Electric Dreams: Kush Kumar Joshi
When two young entrepreneurs decided to manufacture transformers in Nepal, many dismissed them as crazy. But 32 years later, Nepal Ekarat Engineering Co-Founder and Managing Director Kush Kumar Joshi has a turnover of US$50 million, and he’s not done yet.
There are over 6,000 rivers, tributaries and streams snaking their way across Nepal, making it the world’s second-richest country in terms of inland water resources.
The potential for generating hydropower is immense. Not only could the country comfortably provide electricity for its 30 million citizens, it could make a tidy sum by exporting the surplus to Bangladesh and India.
It seems strange, therefore, that vast swathes of Nepal has no access to electricity or endures regular and prolonged power outages. Demand edges up by nearly 10 percent a year, but supply is failing to keep pace and a greater percentage of Afghans have electricity than Nepalese.
Throughout South Asia, much of the 1.7 billion population still isn’t connected to national grids, according to the International Finance Corporation.
Luckily, a string of hydro projects is underway to ease the problem, many of them set to use machinery equipped with transformers made in a surprising place – Nepal itself.
Of course, Nepal doesn’t have the raw materials for making transformers and that fact made people hesitant, but we did have the engineering expertise to make up for it.
Nepal Ekarat Engineering (NEEK) has been manufacturing this machinery for over 30 years and is by far the country’s biggest producer. In fact, for most of its existence, it has been the only producer in a country not known for its high-tech industrial capabilities.
"People didn’t realize that Nepal was able to manufacture precision-engineered technical products like ours," Co-Founder and Managing Director Kush Kumar Joshi tells The CEO Magazine. "It was known for agriculture and tourism, so we’ve changed a lot of attitudes and proved some people wrong.
"If people didn’t know Nepal had the technology and the engineering know-how, they do now!"
The company was formed by Joshi and another young entrepreneur, Ajay Kumar Mudbhari. At the time, both had witnessed how transformers had to be imported from India and China. For Joshi, they were something of an obsession.
"Being an electrical engineering student, I was always fascinated with machines that used transformers," he recalls. "Without them, energy corporations can’t transmit the power that they’re generating to the end user."
At the time, only 11 percent of Nepalese homes had electricity, but Joshi and Mudbhari knew that the number connected was set to rise exponentially.
"Nepal’s a very underdeveloped country, but we saw that our rivers and lakes had huge potential for hydropower, around 100,000 megawatts of potential, in fact. " he explains. "Today, we only generate 2,000 megawatts so there’s another 98,000 that’s as yet untapped.

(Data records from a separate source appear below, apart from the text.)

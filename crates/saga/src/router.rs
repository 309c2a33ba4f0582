//! Routing of untyped messages to the workflow that declares them.

use std::collections::HashMap;
use std::sync::Arc;

use async_trait::async_trait;
use saga_store::{SagaRecord, SagaStore, ScheduledTimeout};

use crate::error::{Result, SagaError};
use crate::message::InboundMessage;
use crate::orchestrator::{Outcome, SagaOrchestrator};
use crate::workflow::Saga;

/// A workflow as seen by the router, with its types erased.
#[async_trait]
pub trait MessageHandler: Send + Sync {
    /// Returns the workflow type name.
    fn saga_type(&self) -> &'static str;

    /// Returns every message type the workflow reacts to.
    fn message_types(&self) -> Vec<&'static str>;

    /// Decodes and processes a message.
    async fn handle(&self, message: InboundMessage) -> Result<Outcome>;

    /// Finds non-terminal instances idle for longer than `older_than`.
    async fn find_stuck(&self, older_than: chrono::Duration) -> Result<Vec<SagaRecord>>;
}

#[async_trait]
impl<S: Saga, St: SagaStore> MessageHandler for SagaOrchestrator<S, St> {
    fn saga_type(&self) -> &'static str {
        S::saga_type()
    }

    fn message_types(&self) -> Vec<&'static str> {
        self.definition().message_types()
    }

    async fn handle(&self, message: InboundMessage) -> Result<Outcome> {
        if message.correlation_hint().is_none() {
            return Err(self.unroutable(&message.message_type, "missing correlation id"));
        }

        let event: S::Event =
            message
                .decode()
                .map_err(|source| SagaError::MalformedMessage {
                    message_type: message.message_type.clone(),
                    source,
                })?;

        self.deliver(event, message.timeout_token).await
    }

    async fn find_stuck(&self, older_than: chrono::Duration) -> Result<Vec<SagaRecord>> {
        SagaOrchestrator::find_stuck(self, older_than)
            .await?
            .iter()
            .map(|instance| instance.to_record())
            .collect()
    }
}

/// Dispatches inbound messages and fired timeouts to registered workflows.
#[derive(Clone, Default)]
pub struct MessageRouter {
    handlers: Vec<Arc<dyn MessageHandler>>,
    routes: HashMap<&'static str, usize>,
}

impl MessageRouter {
    /// Creates an empty router.
    pub fn new() -> Self {
        Self::default()
    }

    /// Registers a workflow. Fails if it declares a message type another
    /// workflow already handles.
    pub fn register(&mut self, handler: Arc<dyn MessageHandler>) -> Result<()> {
        for message_type in handler.message_types() {
            if let Some(&existing) = self.routes.get(message_type) {
                return Err(SagaError::DuplicateRoute {
                    message_type,
                    saga_type: self.handlers[existing].saga_type(),
                });
            }
        }

        let index = self.handlers.len();
        for message_type in handler.message_types() {
            self.routes.insert(message_type, index);
        }
        tracing::info!(saga_type = handler.saga_type(), "workflow registered");
        self.handlers.push(handler);
        Ok(())
    }

    /// Registers a workflow, builder style.
    pub fn with(mut self, handler: Arc<dyn MessageHandler>) -> Result<Self> {
        self.register(handler)?;
        Ok(self)
    }

    /// Returns the registered workflows.
    pub fn handlers(&self) -> &[Arc<dyn MessageHandler>] {
        &self.handlers
    }

    /// Returns every routable message type, sorted.
    pub fn message_types(&self) -> Vec<&'static str> {
        let mut types: Vec<_> = self.routes.keys().copied().collect();
        types.sort_unstable();
        types
    }

    /// Routes a message by its type.
    #[tracing::instrument(skip(self, message), fields(message_type = %message.message_type))]
    pub async fn route(&self, message: InboundMessage) -> Result<Outcome> {
        let Some(&index) = self.routes.get(message.message_type.as_str()) else {
            tracing::warn!("no workflow handles message type, dropped");
            metrics::counter!("saga_messages_total", "saga_type" => "unknown", "outcome" => "unroutable")
                .increment(1);
            return Err(SagaError::Unroutable {
                message_type: message.message_type,
                reason: "no workflow handles this message type".to_string(),
            });
        };

        self.handlers[index].handle(message).await
    }

    /// Routes a fired timeout to its workflow, carrying its token.
    pub async fn route_timeout(&self, timeout: &ScheduledTimeout) -> Result<Outcome> {
        let handler = self
            .handlers
            .iter()
            .find(|h| h.saga_type() == timeout.saga_type)
            .ok_or_else(|| SagaError::Unroutable {
                message_type: "timeout".to_string(),
                reason: format!("no workflow named {}", timeout.saga_type),
            })?;

        let message: InboundMessage = serde_json::from_value(timeout.payload.clone())
            .map_err(|source| SagaError::MalformedMessage {
                message_type: "timeout".to_string(),
                source,
            })?;

        handler
            .handle(message.with_timeout_token(timeout.token))
            .await
    }

    /// Finds stuck instances across every registered workflow.
    pub async fn find_stuck(&self, older_than: chrono::Duration) -> Result<Vec<SagaRecord>> {
        let mut stuck = Vec::new();
        for handler in &self.handlers {
            stuck.extend(handler.find_stuck(older_than).await?);
        }
        stuck.sort_by_key(|r| r.updated_at);
        Ok(stuck)
    }
}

"Of course, Nepal doesn’t have the raw materials for making transformers and that fact made people hesitant, but we did have the engineering expertise to make up for it."
To succeed, Joshi and Mudbhari knew they had to find a technology partner, and one firm in particular came to mind. Thai manufacturer and distributor Ekarat Engineering made high-quality products that were priced competitively.
"We conceived NEEK as a joint venture with Ekarat because it can call on a large degree of technological know-how from Germany, Israel, the United States and Japan. We found straight away that if we had quality workmanship to make a quality product we could survive and compete with other manufacturers around the world."
They recruited two more businessmen, Prakash Kumar Shrestha and Ashok Shrestha, and NEEK was born. At first, it could only make 1,000 units a year, but today that number has reached 18,000 and the company has annual turnover is around US$50 million.
We’re now the leading manufacturer of transformers in Nepal and people are believing that this country really can produce engineering products.
"We’re now the leading manufacturer of transformers in Nepal and people are believing that this country really can produce engineering products."
Despite this, Joshi isn’t about to rest on his laurels. "Up until now, we’ve made transformers that are up to 10,000 kilovolt-amperes, but we’ve been unable to assemble bigger ones. However, we’re expanding our product line so that it will become possible," he confirms.
It’s an extraordinary story: two inexperienced entrepreneurs who had an idea that most of their associates thought was a huge risk. But they also had an insight and belief into how Nepal would develop that others simply hadn’t.
And with electricity use in the country set to rise four-fold, the potential is still enormous.